Sir George Young: But they may
have gone past the clauses which they did not have time to discuss.
Then they have some spare time but you cannot wind the clock back.
Q165 Chairman: So this is really
your plea for greater flexibility?
Sir George Young: Absolutely.
Mr Tyler: I agree very much with
that last point Sir George has made. I, too, remember all-night
sittings. Indeed, in the 1974 Parliament I was the swing vote
on Standing Committees and if I decided to go home at midnight,
which I did, the Committee had to stop because they knew they
could not get a majority. To go back to Mr McWalter's point: I
think there is a particular problem now and it relates back to
the issue of the very considerable legislative programme, both
the number of Bills, the complexity of Bills and the length of
Bills. Around the table on all sides now there are both existing
and past Whips, and we all know persuading a colleague to go on
a Committee on a Bill and be able to promise that is the last
one they will have to do this session, this year, is much easier
if there are not that many Bills and you know you are not going
to have to break that promise. It is a fact of life, I think,
that in recent Parliaments, particularly since 1997, the sheer
weight of the legislative programme has put very considerable
pressure on all Members.
Q166 Chairman: Can I put a question
to all our witnesses. Is it your view as experienced parliamentarians
in all the major political parties that successive governments
have sought a much too ambitious legislative programme, ie that
they are introducing too much legislation too quickly?
Mr Tyler: Yes.
Mr Shepherd: Yes.
Sir George Young: Yes.
Mr Fisher: Yes.
Chairman: That will read very well in
our evidence.
Rosemary McKenna: Could I make a comment.

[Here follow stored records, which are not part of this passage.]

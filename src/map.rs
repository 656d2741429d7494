//! Implements the Map phase.
//!

use std::sync::atomic::{AtomicUsize, Ordering};

use log::debug;

use crate::error::{MRError, MRResult};
use crate::mapreducer::{InputRecord, MapRecord, MapReducer};
use crate::record_types::MEmitter;
use crate::sort::sort_records;
use crate::state::{percentage, Stage, StateCell};

/// Hands out input indices to workers. Every index in [0; len) is handed out exactly once,
/// without locking.
pub struct WorkDistributor {
    next: AtomicUsize,
    mapped: AtomicUsize,
    len: usize,
}

impl WorkDistributor {
    pub fn new(len: usize) -> WorkDistributor {
        WorkDistributor {
            next: AtomicUsize::new(0),
            mapped: AtomicUsize::new(0),
            len,
        }
    }

    pub fn next(&self) -> Option<usize> {
        // Relaxed is enough: the counter only decides ownership of an index, the input itself
        // was published before the workers started.
        let i = self.next.fetch_add(1, Ordering::Relaxed);
        if i < self.len {
            Some(i)
        } else {
            None
        }
    }

    /// Records one finished map() call; returns how many have finished so far.
    fn mapped_one(&self) -> usize {
        self.mapped.fetch_add(1, Ordering::Relaxed) + 1
    }

    pub(crate) fn len(&self) -> usize {
        self.len
    }
}

/// This is the base of the mapping phase. Every worker thread runs one MapPartition: it pulls
/// input records from the shared distributor until there are none left, and collects the
/// emitted records in a private buffer which is sorted at the end.
pub struct MapPartition<'a, MR: MapReducer> {
    worker: usize,
    mr: &'a MR,
    input: &'a [InputRecord<MR>],
    distributor: &'a WorkDistributor,
    state: &'a StateCell,
    abandoned: &'a dyn Fn() -> bool,
}

impl<'a, MR: MapReducer> MapPartition<'a, MR> {
    pub fn new(worker: usize,
               mr: &'a MR,
               input: &'a [InputRecord<MR>],
               distributor: &'a WorkDistributor,
               state: &'a StateCell,
               abandoned: &'a dyn Fn() -> bool)
               -> MapPartition<'a, MR> {
        MapPartition {
            worker,
            mr,
            input,
            distributor,
            state,
            abandoned,
        }
    }

    /// Maps and sorts; returns the sorted map output of this partition.
    pub fn run(self) -> MRResult<Vec<MapRecord<MR>>> {
        let mut output = self.do_map()?;
        let mr = self.mr;
        sort_records(&mut output, &|a: &MR::Key, b: &MR::Key| mr.key_less(a, b));
        debug!("worker {}: sorted {} map output records", self.worker, output.len());
        Ok(output)
    }

    /// Executes the mapping phase.
    fn do_map(&self) -> MRResult<Vec<MapRecord<MR>>> {
        let mut e = MEmitter::new();
        let mut claimed = 0;

        while let Some(i) = self.distributor.next() {
            if (self.abandoned)() {
                return Err(MRError::Abandoned);
            }
            let record = &self.input[i];
            self.mr.map(&mut e, &record.key, &record.value);
            claimed += 1;

            let done = self.distributor.mapped_one();
            self.state.progress(Stage::Mapping, percentage(done, self.distributor.len()));
        }

        debug!("worker {}: mapped {} input records into {} records",
               self.worker,
               claimed,
               e.len());
        Ok(e._get())
    }
}
#[cfg(test)]
mod tests {
    use super::*;
    use crate::closure_mr::ClosureMapReducer;
    use crate::parameters::MergeStrategy;
    use crate::record_types::{MEmitter, MultiRecord, REmitter};
    use crate::sort::dict_string_less;
    use crate::state::Stage;
    use crate::util::PosRecordIterator;
    use proptest::prelude::*;
    use std::collections::BTreeMap;
    use std::time::Duration;

    // Input: integers; key1 is the number, value1 unused.
    fn numbers(n: u32) -> Vec<Record<u32, ()>> {
        (0..n).map(|i| Record::new(i, ())).collect()
    }

    fn mod3_mapper(e: &mut MEmitter<u32, u32>, k: &u32, _: &()) {
        e.emit(k % 3, 1);
    }

    fn sum_reducer(e: &mut REmitter<u32, u32>, r: MultiRecord<u32, u32>) {
        let (k, vs) = r.into_parts();
        e.emit(k, vs.into_iter().sum());
    }

    fn mod3() -> ClosureMapReducer<u32, (), u32, u32, u32, u32> {
        ClosureMapReducer::new(mod3_mapper, sum_reducer)
    }

    fn sink() -> Vec<Record<u32, u32>> {
        Vec::new()
    }

    fn sorted<K: Ord + Clone, V: Ord + Clone>(mut v: Vec<Record<K, V>>) -> Vec<(K, V)> {
        v.sort_by(|a, b| (&a.key, &a.value).cmp(&(&b.key, &b.value)));
        v.into_iter().map(Record::into_pair).collect()
    }

    #[test]
    fn test_mod3_scenario() {
        let job = MRController::start(mod3(),
                                      MRParameters::new().set_concurrency(4),
                                      numbers(10),
                                      Vec::new())
                      .unwrap();
        job.wait().unwrap();
        assert_eq!(job.state(), JobState { stage: Stage::Done, percentage: 100.0 });
        let out = job.close().unwrap();
        assert_eq!(sorted(out), vec![(0, 4), (1, 3), (2, 3)]);
    }

    #[test]
    fn test_empty_input() {
        let job = MRController::start(mod3(), MRParameters::new().set_concurrency(3), numbers(0), sink())
                      .unwrap();
        job.wait().unwrap();
        assert_eq!(job.state(), JobState { stage: Stage::Done, percentage: 100.0 });
        let (out, stats) = job.close_with_stats().unwrap();
        assert!(out.is_empty());
        assert_eq!(stats.groups, 0);
    }

    #[test]
    fn test_more_threads_than_inputs() {
        let out = MRController::start(mod3(), MRParameters::new().set_concurrency(8), numbers(2), Vec::new())
                      .unwrap()
                      .close()
                      .unwrap();
        assert_eq!(sorted(out), vec![(0, 1), (1, 1)]);
    }

    #[test]
    fn test_zero_threads_fails_fast() {
        match MRController::start(mod3(), MRParameters::new().set_concurrency(0), numbers(5), sink()) {
            Err(MRError::InvalidConcurrency(0)) => (),
            Err(e) => panic!("unexpected error {}", e),
            Ok(_) => panic!("started a job without workers"),
        }
        assert!(matches!(MRController::run(&mod3(), MRParameters::new().set_concurrency(0), &numbers(5)),
                         Err(MRError::InvalidConcurrency(0))));
    }

    #[test]
    fn test_sink_is_appended_to() {
        let existing = vec![Record::new(99, 99)];
        let out = MRController::start(mod3(), MRParameters::new().set_concurrency(2), numbers(3), existing)
                      .unwrap()
                      .close()
                      .unwrap();
        assert_eq!(out[0], Record::new(99, 99));
        assert_eq!(out.len(), 4);

        let pairs: Vec<(u32, u32)> = MRController::run_into(&mod3(), MRParameters::new(), &numbers(3), Vec::new())
                                         .unwrap();
        assert_eq!(pairs.len(), 3);
    }

    fn slow_mapper(e: &mut MEmitter<u32, u32>, k: &u32, _: &()) {
        thread::sleep(Duration::from_millis(1));
        e.emit(k % 17, *k);
    }

    #[test]
    fn test_stage_never_regresses() {
        let mr = ClosureMapReducer::new(slow_mapper, sum_reducer);
        let job = MRController::start(mr, MRParameters::new().set_concurrency(4), numbers(400), sink())
                      .unwrap();

        let mut last = job.state();
        loop {
            let st = job.state();
            assert!(st.stage >= last.stage, "{} after {}", st, last);
            if st.stage == last.stage {
                assert!(st.percentage >= last.percentage, "{} after {}", st, last);
            }
            last = st;
            if st.stage == Stage::Done {
                break;
            }
            thread::yield_now();
        }
        assert_eq!(job.close().unwrap().len(), 17);
    }

    fn slow_reducer(e: &mut REmitter<u32, u32>, r: MultiRecord<u32, u32>) {
        thread::sleep(Duration::from_millis(2));
        sum_reducer(e, r)
    }

    #[test]
    fn test_reduce_progress_is_reported() {
        let mr = ClosureMapReducer::new(tag_mapper, slow_reducer);
        let job = MRController::start(mr, MRParameters::new().set_concurrency(2), numbers(300), sink())
                      .unwrap();

        let mut stages = vec![job.state().stage];
        let mut reducing_pct = 0.0;
        loop {
            let st = job.state();
            if st.stage != *stages.last().unwrap() {
                stages.push(st.stage);
            }
            if st.stage == Stage::Reducing {
                assert!(st.percentage >= reducing_pct, "{} after {}%", st, reducing_pct);
                reducing_pct = st.percentage;
            }
            if st.stage == Stage::Done {
                break;
            }
            thread::sleep(Duration::from_micros(100));
        }

        assert!(stages.contains(&Stage::Reducing), "reducing never observed: {:?}", stages);
        assert!(stages.windows(2).all(|w| w[0] < w[1]), "{:?}", stages);
        assert_eq!(stages.last(), Some(&Stage::Done));
        assert_eq!(job.close().unwrap().len(), 300);
    }

    fn word_mapper(e: &mut MEmitter<String, u32>, _: &u64, line: &String) {
        for w in line.split_whitespace() {
            e.emit(String::from(w), 1);
        }
    }

    fn word_reducer(e: &mut REmitter<String, u32>, r: MultiRecord<String, u32>) {
        let (k, vs) = r.into_parts();
        e.emit(k, vs.into_iter().sum());
    }

    fn text() -> Vec<Record<u64, String>> {
        let lines = vec!["the quick brown fox", "jumps over The lazy dog", "THE END", "fox and dog"];
        PosRecordIterator::new(lines.into_iter().map(String::from)).collect()
    }

    #[test]
    fn test_wordcount_merge_strategies_agree() {
        let mr = ClosureMapReducer::new(word_mapper, word_reducer);
        let tree = MRController::run(&mr, MRParameters::new().set_concurrency(3), &text()).unwrap();
        let concat = MRController::run(&mr,
                                       MRParameters::new()
                                           .set_concurrency(3)
                                           .set_merge_strategy(MergeStrategy::ConcatSort),
                                       &text())
                         .unwrap();
        let tree = sorted(tree);
        assert_eq!(tree, sorted(concat));
        assert!(tree.contains(&(String::from("fox"), 2)));
        assert!(tree.contains(&(String::from("the"), 1)));
    }

    #[test]
    fn test_case_insensitive_grouping() {
        let mr = ClosureMapReducer::with_comparator(word_mapper, word_reducer, dict_string_less);
        let out = MRController::run(&mr, MRParameters::new().set_concurrency(2), &text()).unwrap();

        let counts: BTreeMap<String, u32> = out.into_iter()
                                               .map(|r| (r.key.to_lowercase(), r.value))
                                               .collect();
        assert_eq!(counts.get("the"), Some(&3));
        assert_eq!(counts.get("dog"), Some(&2));
        assert_eq!(counts.len(), 10);
    }

    // Every input index is mapped exactly once: each record is tagged with its own index and
    // each index forms a group of its own.
    fn tag_mapper(e: &mut MEmitter<u32, u32>, k: &u32, _: &()) {
        e.emit(*k, 1);
    }

    #[test]
    fn test_repeated_runs_agree() {
        let mr = ClosureMapReducer::new(slow_mapper, sum_reducer);
        let first = sorted(MRController::run(&mr, MRParameters::new().set_concurrency(5), &numbers(60)).unwrap());
        for _ in 0..3 {
            let again = MRController::run(&mr, MRParameters::new().set_concurrency(5), &numbers(60)).unwrap();
            assert_eq!(sorted(again), first);
        }
    }

    fn panicking_reducer(_: &mut REmitter<u32, u32>, r: MultiRecord<u32, u32>) {
        if *r.key() == 1 {
            panic!("reducer failed on key 1");
        }
    }

    #[test]
    fn test_reduce_panic_fails_job() {
        let mr = ClosureMapReducer::new(mod3_mapper, panicking_reducer);
        let job = MRController::start(mr, MRParameters::new().set_concurrency(4), numbers(30), sink())
                      .unwrap();
        assert!(job.wait().is_err());
        match job.close() {
            Err(MRError::WorkerPanicked { message, .. }) => assert_eq!(message, "reducer failed on key 1"),
            other => panic!("unexpected: {:?}", other.map(|o| o.len())),
        }

        let mr = ClosureMapReducer::new(mod3_mapper, panicking_reducer);
        assert!(matches!(MRController::run(&mr, MRParameters::new().set_concurrency(4), &numbers(30)),
                         Err(MRError::WorkerPanicked { .. })));
    }

    #[test]
    fn test_named_threads() {
        fn name_mapper(e: &mut MEmitter<String, u32>, _: &u32, _: &()) {
            e.emit(String::from(thread::current().name().unwrap_or("")), 1);
        }
        let mr = ClosureMapReducer::new(name_mapper, word_reducer);
        let out = MRController::start(mr,
                                      MRParameters::new().set_concurrency(1).set_name(String::from("wc")),
                                      numbers(3),
                                      Vec::new())
                      .unwrap()
                      .close()
                      .unwrap();
        assert_eq!(sorted(out), vec![(String::from("wc-0"), 3)]);
    }

    proptest! {
        #![proptest_config(ProptestConfig::with_cases(32))]

        #[test]
        fn test_every_input_mapped_once(n in 0u32..300, threads in 1usize..9) {
            let mr = ClosureMapReducer::new(tag_mapper, sum_reducer);
            let out = MRController::start(mr, MRParameters::new().set_concurrency(threads), numbers(n), Vec::new())
                          .unwrap()
                          .close()
                          .unwrap();
            prop_assert_eq!(sorted(out), (0..n).map(|i| (i, 1)).collect::<Vec<_>>());
        }

        #[test]
        fn test_thread_count_does_not_change_output(n in 0u32..200, threads in 5usize..12) {
            let single = MRController::run(&mod3(), MRParameters::new().set_concurrency(1), &numbers(n)).unwrap();
            let many = MRController::run(&mod3(), MRParameters::new().set_concurrency(threads), &numbers(n)).unwrap();
            prop_assert_eq!(sorted(single), sorted(many));
        }
    }
}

If you remember, last year the Government were accused of having
to use devices to fill up parliamentary time. There was an accusation
there was very little legislation going through the House.

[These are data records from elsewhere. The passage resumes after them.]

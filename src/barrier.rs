//! A single-use rendezvous between the workers of one job: the end of the map phase.

use std::sync::{Condvar, Mutex};

use crate::error::{MRError, MRResult};
use crate::util::{lock, wait};

struct BarrierState {
    arrived: usize,
    released: bool,
    broken: bool,
}

/// Blocks workers until all `parties` of them have arrived, then releases them together.
/// Unlike std::sync::Barrier, it is used exactly once and can be broken when the job is
/// abandoned, so that no worker waits for a participant that will never arrive.
pub struct Barrier {
    parties: usize,
    state: Mutex<BarrierState>,
    cv: Condvar,
}

impl Barrier {
    pub fn new(parties: usize) -> Barrier {
        Barrier {
            parties,
            state: Mutex::new(BarrierState {
                arrived: 0,
                released: false,
                broken: false,
            }),
            cv: Condvar::new(),
        }
    }

    /// Everything a worker wrote before arriving is visible to every worker after it returns.
    pub fn arrive_and_wait(&self) -> MRResult<()> {
        let mut st = lock(&self.state);
        debug_assert!(!st.released, "barrier used twice");
        st.arrived += 1;
        if st.arrived == self.parties {
            st.released = true;
            self.cv.notify_all();
        }
        while !st.released && !st.broken {
            st = wait(&self.cv, st);
        }
        if st.released {
            Ok(())
        } else {
            Err(MRError::Abandoned)
        }
    }

    /// Wakes up all waiting workers with an error. Has no effect once the barrier released.
    pub fn break_barrier(&self) {
        let mut st = lock(&self.state);
        if !st.released {
            st.broken = true;
            self.cv.notify_all();
        }
    }

    #[cfg(test)]
    fn is_released(&self) -> bool {
        lock(&self.state).released
    }
}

Sir Robert Smith: Are you sure it was
not that there was a lot of legislation going through but it was
so over-programmed
Rosemary McKenna: I do not think that
was the case.
Chairman: Anyway, the questions you wished
to put?
Q167 Rosemary McKenna: There are
three questions here and I will contract them into one. They are
all about improving the Standing Committees and how the Standing
Committees operate. Would a limit of time on speeches help? How
would you improve the opportunities of the minority parties and
backbenchers in the Standing Committees? Is the power of the programming
sub-committee useful or would it be just as easily done through
the usual channels?
Mr Tyler: I think the chair should
be able to introduce a time limit on speeches if he or she begins
to feel it really is becoming necessary, but I hope it would not
be standard practice. As we all know, it can be you are dealing
with quite complex matters, actually more complex than on the
floor of the House, at either Second Reading or Report Stage,
and I think it would be unfortunate if it became the rule. On
the issue of minority parties, by which I do not mean any of the
three parties, the real minorities, they have a problem in that
very often they are not represented on the Committee and I think
there is an issue about the Report Stage. Chairman, I hope we
are going to come back to the Report Stage because it is an extremely
important separate issue and I will leave my comments to then.
I am desperately trying to remember the third question.

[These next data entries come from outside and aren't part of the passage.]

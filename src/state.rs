//! Job progress as seen by the caller.
//!
//! Stage and percentage are packed into one atomic word: a snapshot is always a pair that
//! was current at some point, stages only ever advance, and the percentage only grows
//! within a stage. The percentage is telemetry; use the stage (or `JobHandle::wait()`) to
//! find out whether a job is finished.

use std::fmt;
use std::sync::atomic::{AtomicU64, Ordering};
use std::sync::{Condvar, Mutex};

use crate::util::{lock, wait};

#[derive(Clone, Copy, Debug, PartialEq, Eq, PartialOrd, Ord)]
#[repr(u8)]
pub enum Stage {
    NotStarted = 0,
    Mapping = 1,
    Reducing = 2,
    Done = 3,
}

impl Stage {
    fn from_bits(b: u64) -> Stage {
        match b {
            0 => Stage::NotStarted,
            1 => Stage::Mapping,
            2 => Stage::Reducing,
            _ => Stage::Done,
        }
    }
}

impl fmt::Display for Stage {
    fn fmt(&self, f: &mut fmt::Formatter) -> fmt::Result {
        let s = match *self {
            Stage::NotStarted => "not started",
            Stage::Mapping => "mapping",
            Stage::Reducing => "reducing",
            Stage::Done => "done",
        };
        f.write_str(s)
    }
}

/// A snapshot of a job's progress.
#[derive(Clone, Copy, Debug, PartialEq)]
pub struct JobState {
    pub stage: Stage,
    /// In [0; 100].
    pub percentage: f32,
}

impl fmt::Display for JobState {
    fn fmt(&self, f: &mut fmt::Formatter) -> fmt::Result {
        write!(f, "{} ({:.1}%)", self.stage, self.percentage)
    }
}

/// Computes done/total as a percentage; an empty phase counts as complete.
pub fn percentage(done: usize, total: usize) -> f32 {
    if total == 0 {
        100.0
    } else {
        (done.min(total) as f64 * 100.0 / total as f64) as f32
    }
}

fn pack(stage: Stage, pct: f32) -> u64 {
    ((stage as u64) << 32) | pct.clamp(0.0, 100.0).to_bits() as u64
}

fn unpack(word: u64) -> JobState {
    JobState {
        stage: Stage::from_bits(word >> 32),
        percentage: f32::from_bits(word as u32),
    }
}

/// Shared, lock-free cell holding a job's state.
pub struct StateCell {
    word: AtomicU64,
}

impl StateCell {
    pub fn new() -> StateCell {
        StateCell { word: AtomicU64::new(pack(Stage::NotStarted, 0.0)) }
    }

    pub fn snapshot(&self) -> JobState {
        unpack(self.word.load(Ordering::Acquire))
    }

    /// Moves to `stage` with 0% (100% for Done), unless the job is already at or past it.
    /// Returns whether this call made the transition.
    pub fn advance(&self, stage: Stage) -> bool {
        let pct = if stage == Stage::Done { 100.0 } else { 0.0 };
        self.word
            .fetch_update(Ordering::AcqRel, Ordering::Acquire, |cur| {
                if unpack(cur).stage >= stage {
                    None
                } else {
                    Some(pack(stage, pct))
                }
            })
            .is_ok()
    }

    /// Raises the percentage of `stage`. Ignored if the job has moved on to another stage or
    /// the stored value is already higher.
    pub fn progress(&self, stage: Stage, pct: f32) {
        let _ = self.word.fetch_update(Ordering::AcqRel, Ordering::Acquire, |cur| {
            let st = unpack(cur);
            if st.stage != stage || st.percentage >= pct {
                None
            } else {
                Some(pack(stage, pct))
            }
        });
    }
}

impl Default for StateCell {
    fn default() -> Self {
        StateCell::new()
    }
}

/// One-shot completion signal that `JobHandle::wait()` blocks on. Raised once the job is done
/// or abandoned.
pub struct Completion {
    finished: Mutex<bool>,
    cv: Condvar,
}

impl Completion {
    pub fn new() -> Completion {
        Completion {
            finished: Mutex::new(false),
            cv: Condvar::new(),
        }
    }

    pub fn signal(&self) {
        let mut finished = lock(&self.finished);
        *finished = true;
        self.cv.notify_all();
    }

    #[cfg(test)]
    pub(crate) fn is_signaled(&self) -> bool {
        *lock(&self.finished)
    }

    pub fn wait(&self) {
        let mut finished = lock(&self.finished);
        while !*finished {
            finished = wait(&self.cv, finished);
        }
    }
}

impl Default for Completion {
    fn default() -> Self {
        Completion::new()
    }
}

Q168 Rosemary McKenna: The powers
of the programming sub-committee. Are they useful?
Mr Tyler: I have not got a great
deal of experience of the programming sub-committees but such
experience I have had, and reported to me, and indeed the evidence
given by the Deputy Speaker, Chairman of Ways and Means to the
Modernisation Committee, and I think to this Committee too, is
that they are a mixed bag. Like so much in this building sometimes
they are incredibly successful if the right mood is there and
the right people are participating and the ethos of co-operation
is presentand sometimes I am afraid that is not the casebut
that is sometimes and sometimes not the case with the usual channels.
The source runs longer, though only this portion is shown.